Thanks for the quick advice. I'll get a new one in asap and post back with my results. Hopefully I haven't opened a cam of worms.


----------



## CharlieV (Aug 27, 2019)

@GreasyMechTech Any tips for changing a filter with oil still in engine, other than quickly?


----------



## Greasymechtech (Jul 20, 2019)

CharlieV said:


> @GreasyMechTech Any tips for changing a filter with oil still in engine, other than quickly?


As long as engine is off, doesn't make a difference concerning filter change. The oil filter is NOT the oil pan drain plug. Just remove the old one, let it drop into a pan, and install a prefilled new one.


----------



## tagsvags (Nov 25, 2005)

I would never put anything in my oil pan but an approved VW oil. 

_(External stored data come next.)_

use foundation::time::Millis;

/// Metadata for one display frame.
///
/// Frames are stamped with the timestamp the browser hands to the
/// `requestAnimationFrame` callback, so `dt_ms` tracks the real repaint rate.
#[derive(Debug, Copy, Clone, PartialEq)]
pub struct Frame {
    /// 0-based frame index since the clock started.
    pub index: u64,
    /// Timestamp of this frame.
    pub now: Millis,
    /// Milliseconds since the previous frame (0 on the first frame).
    pub dt_ms: f64,
}

/// Turns a stream of repaint timestamps into [`Frame`]s.
#[derive(Debug, Default, Clone)]
pub struct FrameClock {
    next_index: u64,
    last: Option<Millis>,
}

impl FrameClock {
    pub fn new() -> Self {
        Self::default()
    }

    pub fn tick(&mut self, now: Millis) -> Frame {
        let dt_ms = self.last.map(|last| now.since(last)).unwrap_or(0.0);
        let frame = Frame {
            index: self.next_index,
            now,
            dt_ms,
        };
        self.next_index = self.next_index.wrapping_add(1);
        self.last = Some(now);
        frame
    }

    pub fn frames_seen(&self) -> u64 {
        self.next_index
    }
}
//! `requestAnimationFrame` driver for [`runtime::AnimationLoop`].

use std::cell::RefCell;
use std::rc::Rc;

use foundation::time::Millis;
use runtime::animation_loop::{Animation, AnimationLoop};
use wasm_bindgen::JsCast;
use wasm_bindgen::prelude::*;

#[derive(Default)]
struct Binding {
    handle: Option<i32>,
    callback: Option<Closure<dyn FnMut(f64)>>,
    stopped: bool,
}

/// Owns a self-rescheduling repaint callback.
///
/// [`FrameLoop::stop`] cancels the pending request and releases the
/// callback; dropping the loop does the same.
pub struct FrameLoop {
    binding: Rc<RefCell<Binding>>,
    name: &'static str,
}

impl FrameLoop {
    pub fn start<A>(name: &'static str, animation: A) -> Result<Self, JsValue>
    where
        A: Animation + 'static,
    {
        let binding = Rc::new(RefCell::new(Binding::default()));
        let weak = Rc::downgrade(&binding);
        let mut driver = AnimationLoop::new(animation);

        let callback = Closure::<dyn FnMut(f64)>::new(move |timestamp: f64| {
            let Some(binding) = weak.upgrade() else {
                return;
            };
            binding.borrow_mut().handle = None;
            if binding.borrow().stopped {
                return;
            }
            if driver.on_frame(Millis(timestamp)) {
                if let Err(err) = schedule(&binding) {
                    tracing::warn!(loop_name = name, ?err, "could not schedule next frame");
                }
            } else {
                tracing::debug!(loop_name = name, frames = driver.frames_run(), "animation finished");
            }
        });
        binding.borrow_mut().callback = Some(callback);
        schedule(&binding)?;
        tracing::debug!(loop_name = name, "animation started");
        Ok(Self { binding, name })
    }

    pub fn is_running(&self) -> bool {
        let b = self.binding.borrow();
        !b.stopped && b.handle.is_some()
    }

    pub fn stop(&self) {
        let Ok(mut b) = self.binding.try_borrow_mut() else {
            return;
        };
        if b.stopped {
            return;
        }
        b.stopped = true;
        if let (Some(handle), Some(window)) = (b.handle.take(), web_sys::window()) {
            let _ = window.cancel_animation_frame(handle);
        }
        b.callback = None;
        tracing::debug!(loop_name = self.name, "animation stopped");
    }
}

impl Drop for FrameLoop {
    fn drop(&mut self) {
        self.stop();
    }
}

fn schedule(binding: &Rc<RefCell<Binding>>) -> Result<(), JsValue> {
    let window = web_sys::window().ok_or_else(|| JsValue::from_str("no window"))?;
    let mut b = binding.borrow_mut();
    if b.stopped {
        return Ok(());
    }
    let Some(callback) = b.callback.as_ref() else {
        return Ok(());
    };
    let handle = window.request_animation_frame(callback.as_ref().unchecked_ref())?;
    b.handle = Some(handle);
    Ok(())
}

If your car calls for 502.00 5W40 use that only.


----------



## Butcher (Jan 31, 2001)

This is the best advice here. Use and OEM filter too. I prefer MANN.

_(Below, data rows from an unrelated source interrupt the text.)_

use serde::{Deserialize, Serialize};

pub const RECOMMENDATIONS_PATH: &str = "/recommendations";
pub const CLIMATE_IMPACT_PATH: &str = "/climate-impact";

/// Body of both backend endpoints.
#[derive(Debug, Clone, PartialEq, Eq, Serialize, Deserialize)]
pub struct AdvisorRequest {
    pub city: String,
    #[serde(default, skip_serializing_if = "Option::is_none")]
    pub question: Option<String>,
}

impl AdvisorRequest {
    pub fn for_city(city: impl Into<String>) -> Self {
        Self {
            city: city.into(),
            question: None,
        }
    }

    pub fn with_question(city: impl Into<String>, question: impl Into<String>) -> Self {
        Self {
            city: city.into(),
            question: Some(question.into()),
        }
    }
}

/// Response of both endpoints: `{result}` on success, `{error}` otherwise.
#[derive(Debug, Clone, Default, PartialEq, Eq, Serialize, Deserialize)]
pub struct AdvisorResponse {
    #[serde(default)]
    pub result: Option<String>,
    #[serde(default)]
    pub error: Option<String>,
}
//! Runtime configuration handed over by the host page.

use geocoding::endpoint::DEFAULT_GEOCODING_BASE_URL;
use serde::Deserialize;

/// Everything the host page can override. Missing keys keep their defaults,
/// so `{}` is a valid configuration.
#[derive(Debug, Clone, PartialEq, Deserialize)]
#[serde(default)]
pub struct HiveConfig {
    /// Base URL of the recommendation backend.
    pub api_base_url: String,
    pub geocoding_base_url: String,
    /// Mapbox access token. The map and geocoding stay disabled while empty.
    pub mapbox_token: String,
    pub map_style: String,
    pub map_container_id: String,
    pub background_canvas_id: String,
    pub connection_canvas_id: String,
    pub honeycomb_canvas_id: String,
    /// `tracing` filter directive, e.g. `info` or `geocoding=debug,info`.
    pub log_level: String,
}

impl Default for HiveConfig {
    fn default() -> Self {
        Self {
            api_base_url: advisor::client::DEFAULT_API_BASE_URL.to_string(),
            geocoding_base_url: DEFAULT_GEOCODING_BASE_URL.to_string(),
            mapbox_token: String::new(),
            map_style: "mapbox://styles/mapbox/standard".to_string(),
            map_container_id: "hive-map".to_string(),
            background_canvas_id: "hive-background".to_string(),
            connection_canvas_id: "hive-connection".to_string(),
            honeycomb_canvas_id: "hive-honeycomb".to_string(),
            log_level: "info".to_string(),
        }
    }
}

#[derive(Debug, Clone, PartialEq, Eq)]
pub enum ConfigError {
    /// Not valid JSON, or a field has the wrong type.
    Parse(String),
    Invalid(&'static str),
}

impl std::fmt::Display for ConfigError {
    fn fmt(&self, f: &mut std::fmt::Formatter<'_>) -> std::fmt::Result {
        match self {
            ConfigError::Parse(msg) => write!(f, "invalid config JSON: {msg}"),
            ConfigError::Invalid(what) => write!(f, "invalid config: {what}"),
        }
    }
}

impl std::error::Error for ConfigError {}

impl HiveConfig {
    /// Parses and validates. A blank string means "all defaults".
    pub fn from_json(json: &str) -> Result<Self, ConfigError> {
        let cfg: HiveConfig = if json.trim().is_empty() {
            HiveConfig::default()
        } else {
            serde_json::from_str(json).map_err(|e| ConfigError::Parse(e.to_string()))?
        };
        cfg.validate()?;
        Ok(cfg)
    }

    pub fn validate(&self) -> Result<(), ConfigError> {
        if self.api_base_url.trim().is_empty() {
            return Err(ConfigError::Invalid("api_base_url must not be empty"));
        }
        if self.geocoding_base_url.trim().is_empty() {
            return Err(ConfigError::Invalid("geocoding_base_url must not be empty"));
        }
        Ok(())
    }

    pub fn has_map(&self) -> bool {
        !self.mapbox_token.trim().is_empty()
    }
}
use foundation::geo::LngLat;

/// Default forward/reverse endpoint of the mapping provider.
pub const DEFAULT_GEOCODING_BASE_URL: &str = "https://api.mapbox.com/geocoding/v5/mapbox.places";

/// Where and how to reach the geocoding service.
#[derive(Debug, Clone, PartialEq, Eq)]
pub struct GeocodingEndpoint {
    base_url: String,
    access_token: String,
}

impl GeocodingEndpoint {
    pub fn new(base_url: impl Into<String>, access_token: impl Into<String>) -> Self {
        Self {
            base_url: base_url.into(),
            access_token: access_token.into(),
        }
    }

    pub fn mapbox(access_token: impl Into<String>) -> Self {
        Self::new(DEFAULT_GEOCODING_BASE_URL, access_token)
    }

    pub fn has_token(&self) -> bool {
        !self.access_token.trim().is_empty()
    }

    /// `{base}/{city}.json?access_token=...` with the city percent-encoded.
    pub fn forward_url(&self, city: &str) -> String {
        self.url_for(&urlencoding::encode(city.trim()))
    }

    /// `{base}/{lon},{lat}.json?access_token=...`.
    pub fn reverse_url(&self, position: LngLat) -> String {
        self.url_for(&position.to_string())
    }

    fn url_for(&self, segment: &str) -> String {
        format!(
            "{}/{}.json?access_token={}",
            self.base_url.trim_end_matches('/'),
            segment,
            urlencoding::encode(&self.access_token)
        )
    }
}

What makes you think that adding a mixture of snake oil will make the engine lubricate better? Spend more time in the owners manual vs the internet.


----------



## jackalopephoto (Jul 5, 2015)

Why do people use these snake oil (literally) products?


----------



## GTI's (Nov 27, 2011)

MK2 oil spec

10w-30 is acceptable in certain condition but I have always used 10w-40 or higher. I have use MMO when I first got the car from the first owner and it had lifter tick after running it for one or two oil changes it resolved the issue and has never come back.


----------



## goodvibes (Sep 7, 2019)

He's got a sludged '86. He can use whatever he wants. Issue may be as stated earlier in that he used 2 additives but likely doing some cleaning only revealed an issue that may still clean up. If I were him I do a drain and another fill with Marvel only added. He probably did not have created the issue here and cleaning revealed it but then again, using 2 additives may have been an error. I'd go with the recommendation of a 40w and more Marvel until it seems better.


----------



## Muldermutt (May 15, 2015)

You opened up a can of worms simply bringing this car home. I have never seen sludge in one of these since beginning driving these in 1979. And, yes, I have parted out many junkers and abandoned Mk. II's and STILL never seen sludge in one. Wow.

I would say that the additive concoction has loosened up the "chunks" and now the hyd. lifters (it is a 1986) are clogging and not pumping up. Your scenario will be one of a puppy chasing his own tail for, perhaps, ever. The only true solution will be to totally disassemble the wretched engine and "tank" the block and head (while totally disassembled). And, VIOLENTLY flush the galleys at length.

Myself, if I allowed myself to be in this situation, I would run half a quart of dexron atf with some cheapo 10/40 or 10/40 slash 20/50 mix multiple times with short drain intervals.

If this engine is THIS crapped-up, damage will be very evident in the crank and conn rod bearing shells. Hell, the thrusts are probably milled flat as well. 

Finding a "better" 1.8 cis l or cis-e engine may be quite easy. Or, become a mechanic with this one.....yerr choice.

Edit: another issue is that the pressure-relief piston in the bottom of the oil pump will soon partially or totally stick in one direction OR the other. All this crap will erode the cylindrical slot the piston continually slides (VERY dynamic) in and at some point seize with chunklets interspersed.

This is an engine which should be mounted on a post and run at full throttle until it breaks at a Bug-In somewhere. All the while wagering bets on how many minutes it will run.


----------